Pat, 34 years old (Cardo, 1999: 186)
Anger is also felt by those close to the person with an illness. A stigmatizing illness such as AIDS negatively affects family members of the HIV-positive individual.
For example, some children attending the ‘National Children’s Forum on HIV/AIDS’ in Cape Town, South Africa, spoke about the anger arising from the social consequence of living in a household where someone is HIV-positive. Lindiwe, 15 years old, noted that even though she was not HIV-positive herself, she is nevertheless referred to as HIV- positive because she stays with a brother who is HIV-positive. She said that this happens a lot at school, where some children think that she might infect them (Giese, 2002: 41).

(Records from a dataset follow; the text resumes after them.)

//! The replay loop — batches in, NAV trajectory out.
//!
//! Per batch, in `Running`:
//! 1. apply every quote to the market, in batch order;
//! 2. invoke the strategy callback with `(&Market, &mut Portfolio)`;
//! 3. append the portfolio's net asset value to the NAV history.
//!
//! A failing callback — error return or panic — is recorded and swallowed;
//! the loop proceeds to the next batch with whatever partial mutations
//! occurred. No rollback is attempted. Batches are processed strictly
//! sequentially with no look-ahead: the strategy can only observe quotes
//! already applied in step 1 of the current or earlier batches.

use crate::domain::{Batch, Market, Portfolio};
use crate::engine::state::{BatchFailure, EngineError, EngineState, ReplayLog};
use crate::strategy::{Strategy, StrategyFactory};
use std::panic::{self, AssertUnwindSafe};
use tracing::{error, info};

/// Drives one backtest run. Owns an independent market/portfolio pair;
/// nothing is shared with other runs, so many engines may replay in
/// parallel without locking.
pub struct Engine {
    market: Market,
    portfolio: Portfolio,
    strategy: Box<dyn Strategy>,
    batches: Vec<Batch>,
    log: ReplayLog,
    state: EngineState,
}

impl Engine {
    /// Build a run: fixed universe, fresh market and portfolio, strategy
    /// from the factory.
    ///
    /// A factory failure or an empty batch sequence is fatal — the run is
    /// `Failed` before any trade can occur, surfaced here as `Err`.
    pub fn new(
        universe: Vec<String>,
        batches: Vec<Batch>,
        initial_cash: f64,
        leverage_limit: f64,
        factory: &dyn StrategyFactory,
    ) -> Result<Self, EngineError> {
        if batches.is_empty() {
            return Err(EngineError::NoBatches);
        }
        let market = Market::new(universe);
        let strategy = factory
            .build(market.universe())
            .map_err(EngineError::StrategyInit)?;
        Ok(Self {
            market,
            portfolio: Portfolio::new(initial_cash, leverage_limit),
            strategy,
            batches,
            log: ReplayLog::new(initial_cash),
            state: EngineState::Initializing,
        })
    }

    /// Replay every batch. Single-shot: a second call is an error.
    pub fn run(&mut self) -> Result<&ReplayLog, EngineError> {
        if self.state != EngineState::Initializing {
            return Err(EngineError::AlreadyRan(self.state));
        }
        self.state = EngineState::Running;
        info!(
            strategy = self.strategy.name(),
            batches = self.batches.len(),
            "replay started"
        );

        let batches = std::mem::take(&mut self.batches);
        for (batch_index, batch) in batches.iter().enumerate() {
            for quote in &batch.quotes {
                self.market.update(quote);
            }

            let outcome = panic::catch_unwind(AssertUnwindSafe(|| {
                self.strategy.on_quote(&self.market, &mut self.portfolio)
            }));
            match outcome {
                Ok(Ok(())) => {}
                Ok(Err(err)) => self.record_failure(batch_index, batch, err.to_string()),
                Err(payload) => {
                    self.record_failure(batch_index, batch, panic_message(payload.as_ref()))
                }
            }

            let nav = match self.portfolio.net_asset_value(&self.market) {
                Ok(nav) => nav,
                Err(source) => {
                    self.state = EngineState::Failed;
                    return Err(EngineError::Valuation {
                        batch_index,
                        source,
                    });
                }
            };
            self.log.nav_history.push(nav);
            self.log.batches_run += 1;
        }

        self.state = EngineState::Completed;
        info!(
            batches_run = self.log.batches_run,
            failed = self.log.failed_batches(),
            final_nav = self.log.final_nav(),
            "replay completed"
        );
        Ok(&self.log)
    }

    fn record_failure(&mut self, batch_index: usize, batch: &Batch, message: String) {
        error!(batch_index, time_key = %batch.time_key, message = %message, "strategy failure isolated");
        self.log.failures.push(BatchFailure {
            batch_index,
            time_key: batch.time_key.clone(),
            message,
        });
    }

    pub fn state(&self) -> EngineState {
        self.state
    }

    pub fn market(&self) -> &Market {
        &self.market
    }

    pub fn portfolio(&self) -> &Portfolio {
        &self.portfolio
    }

    pub fn log(&self) -> &ReplayLog {
        &self.log
    }
}

fn panic_message(payload: &(dyn std::any::Any + Send)) -> String {
    if let Some(message) = payload.downcast_ref::<&str>() {
        format!("strategy panicked: {message}")
    } else if let Some(message) = payload.downcast_ref::<String>() {
        format!("strategy panicked: {message}")
    } else {
        "strategy panicked".to_string()
    }
}

#[cfg(test)]
mod tests {
    use super::*;
    use crate::domain::{Quote, TimeKey};
    use crate::strategy::{FnFactory, StrategyError};

    fn batches(n: i64) -> Vec<Batch> {
        (0..n)
            .map(|step| {
                Batch::new(
                    TimeKey::Step(step),
                    vec![
                        Quote::new("AAPL", TimeKey::Step(step), 100.0 + step as f64),
                        Quote::clock(TimeKey::Step(step)),
                    ],
                )
            })
            .collect()
    }

    struct Idle;
    impl Strategy for Idle {
        fn name(&self) -> &str {
            "idle"
        }
        fn on_quote(&mut self, _: &Market, _: &mut Portfolio) -> Result<(), StrategyError> {
            Ok(())
        }
    }

    fn idle_factory() -> FnFactory<fn(&[String]) -> Result<Box<dyn Strategy>, StrategyError>> {
        FnFactory(|_| Ok(Box::new(Idle)))
    }

    #[test]
    fn nav_history_is_seeded_and_grows_one_per_batch() {
        let mut engine = Engine::new(
            vec!["AAPL".into()],
            batches(3),
            50_000.0,
            2.0,
            &idle_factory(),
        )
        .unwrap();
        let log = engine.run().unwrap();
        assert_eq!(log.nav_history.len(), 4);
        assert_eq!(log.nav_history[0], 50_000.0);
        assert_eq!(log.batches_run, 3);
    }

    #[test]
    fn state_walks_initializing_to_completed() {
        let mut engine = Engine::new(
            vec!["AAPL".into()],
            batches(1),
            1_000.0,
            2.0,
            &idle_factory(),
        )
        .unwrap();
        assert_eq!(engine.state(), EngineState::Initializing);
        engine.run().unwrap();
        assert_eq!(engine.state(), EngineState::Completed);
    }

    #[test]
    fn no_batches_is_fatal_before_any_trade() {
        let result = Engine::new(
            vec!["AAPL".into()],
            Vec::new(),
            1_000.0,
            2.0,
            &idle_factory(),
        );
        assert!(matches!(result, Err(EngineError::NoBatches)));
    }

    #[test]
    fn factory_failure_is_fatal() {
        let broken: FnFactory<fn(&[String]) -> Result<Box<dyn Strategy>, StrategyError>> =
            FnFactory(|_| Err(StrategyError::Build("missing model file".into())));
        let result = Engine::new(vec!["AAPL".into()], batches(1), 1_000.0, 2.0, &broken);
        assert!(matches!(result, Err(EngineError::StrategyInit(_))));
    }

    #[test]
    fn second_run_is_rejected() {
        let mut engine = Engine::new(
            vec!["AAPL".into()],
            batches(1),
            1_000.0,
            2.0,
            &idle_factory(),
        )
        .unwrap();
        engine.run().unwrap();
        assert!(matches!(
            engine.run(),
            Err(EngineError::AlreadyRan(EngineState::Completed))
        ));
    }

    #[test]
    fn market_sees_every_quote_in_batch_order() {
        let mut engine = Engine::new(
            vec!["AAPL".into()],
            batches(3),
            1_000.0,
            2.0,
            &idle_factory(),
        )
        .unwrap();
        engine.run().unwrap();
        assert_eq!(engine.market().price_of("AAPL"), Some(102.0));
        assert_eq!(engine.market().time(), Some(&TimeKey::Step(2)));
    }
}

Another teenager in the same workshop explained the frustration associated with living in a household where there is an HIV-positive parent:
Everybody talks about their parents. It is not nice because these children still love their parents even if they are HIV-positive, it does not mean that people should discuss their illness. How they get it is not important because it won’t make them HIV negative. People don’t want to accept and respect people with HIV/AIDS.
Douglas, 17 years old (Giese, 2002: 41)
It is not only young children who feel the rage and anguish of living with HIV parents or relatives. Grandparents often experience these emotions as well. Studies show that parents of HIV-positive individuals experience anger and pain at the way this illness stigmatizes them too (Burt, 2003; WHO, 2002). Studies in Southern Africa show the anger and psychological pain felt by elderly women affected by AIDS. These women, mostly grandmothers, themselves in need of caring, experience anger at the twist of fate – having to care for a child dying of AIDS as well as becoming ‘mothers’ to their grandchildren (Baylies & Bujra, 2000; Breslin, 2003; Burt, 2003; WHO, 2002). This anger and anguish is illustrated in Burt’s (2003) study, An exploration of the impact of AIDS-related losses and role changes on grandmothers. The grandmothers expressed anger at having to bear the burden of caring for their ill children and taking on the mother role to their grandchildren. This frustration was compounded by the lack of support from extended family members. For example, a 60-year-old grandmother described her feelings regarding the isolation she feels as a care-giver:
I used to hold a grudge towards my family when I was caring for my child. I used to think to myself where is the rest of the family? Why can’t they come forward and help me? I used to feel angry, asking myself – why am I alone with this?